Retratos
Valentina Antón,
es estudiante de bachiller quien cursa su último año, ella encontró en la danza
árabe además de interesante una forma de expresarse, sentirse fuerte, en su
vida espiritual y como mujer. Sus inicios en el baile se dieron desde pequeña,
siendo el ballet su primer encuentro artístico, sin embargo, tuvo que abandonarlo
cuando viajó a otro país y vivió ahí por un tiempo, al regresar sabía que había
crecido lo suficiente para abandonar esa práctica y se enfocó en otro género
que llamó su atención. A futuro desea continuar con esta práctica, sin embargo,
el tiempo lo dirá.
Alberto Oldremar,
es un músico de nacionalidad venezolana, desde hace 6 (seis) meses radica en
Ecuador, sus motivos fueron la prosperidad y superación en su vida. Toca varios
instrumentos, sin embargo, el arpa criolla clásica de Venezuela es su favorita.

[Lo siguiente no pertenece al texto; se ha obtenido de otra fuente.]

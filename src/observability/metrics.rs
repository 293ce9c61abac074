//! Prometheus metrics.

use crate::{Error, Result};
use metrics_exporter_prometheus::{PrometheusBuilder, PrometheusHandle};

/// Handle to the installed Prometheus recorder.
#[derive(Debug, Clone)]
pub struct MetricsHandle {
    prometheus: PrometheusHandle,
}

impl MetricsHandle {
    /// Renders all recorded metrics in the Prometheus text format.
    #[must_use]
    pub fn render(&self) -> String {
        self.prometheus.render()
    }
}

/// Installs the Prometheus recorder as the global metrics recorder.
///
/// # Errors
///
/// Returns an error if a global recorder is already installed.
pub fn install_prometheus() -> Result<MetricsHandle> {
    let prometheus = PrometheusBuilder::new()
        .install_recorder()
        .map_err(|e| Error::OperationFailed {
            operation: "metrics_recorder_install".to_string(),
            cause: e.to_string(),
        })?;

    Ok(MetricsHandle { prometheus })
}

Es casado y al igual que él su esposa también es música, toca el instrumento
nombrado Cuatro, suele ir al centro de la ciudad en Quito donde hace sus tocadas,
buscando mostrar un poco la cultura de su país de origen. Como motivación se ha
puesto la meta de próximamente presentarse en algún concierto o teatro ante una
multitud amplia que pueda apreciar su pasión.
Mateo
Bermudez, es un estudiante de 18 años quien actualmente se encuentra en su
ultimo curso de bachillerato, desea estudiar la carrera de gastronomía, se
considera una persona tranquila sin mayor problema, viendo la vida sin
estresarse o buscar problemas. Su mayor distracción o hobbie son los juegos de
video, puede jugar cualquier tipo y se siente cómodo, a sido fanático de estos
desde niño y mientras iba creciendo sentía que, en vez de desaparecer, se dio
algo contrario siendo así que su interés y pasatiempo creció más, hasta el
punto de coleccionar diferentes juegos de géneros variados, comprando objetos
que le recuerden su mayor distracción.
Alejandro Sánchez, le gusta tocar el bajo debido a que en
estos tiempos, es difícil encontrar gente que se apasione por este instrumento,
dando vueltas con diferentes bandas debido a que siempre se necesita un
bajista, ya que son pocos los casos en donde se encuentra uno con gran pasión por
el mismo. Toca el piano como extra, según sus palabras ser bajista es ser bacán,
único y siempre en algún grupo musical se te necesitará, así que su consejo es
seguir adelante y hacer lo que quieras y tocar lo que quieras, en donde desees
sin limites y contigo primero.
Francisco
Silva, es un coronel retirado de 73 años, desarrollo una especie de gran amor, afición
y debilidad a la música desde niño. Aprendió de maneras únicas, por ejemplo,
desarmando y armando un piano entero, integrando sus teclas y afinando el mismo
(teclado del piano e instrumento), de esa forma logro tocar dicho instrumento
con gran pasión. Según sus propias palabras, nunca piso un conservatorio o fue
parte de algún instituto musical. Al sentir
el aparato entre sus manos, suele deleitarse al máximo, lo mismo sucede con otros
instrumentos, como son la guitarra, la cual le sirve como utensilio de acompañamiento.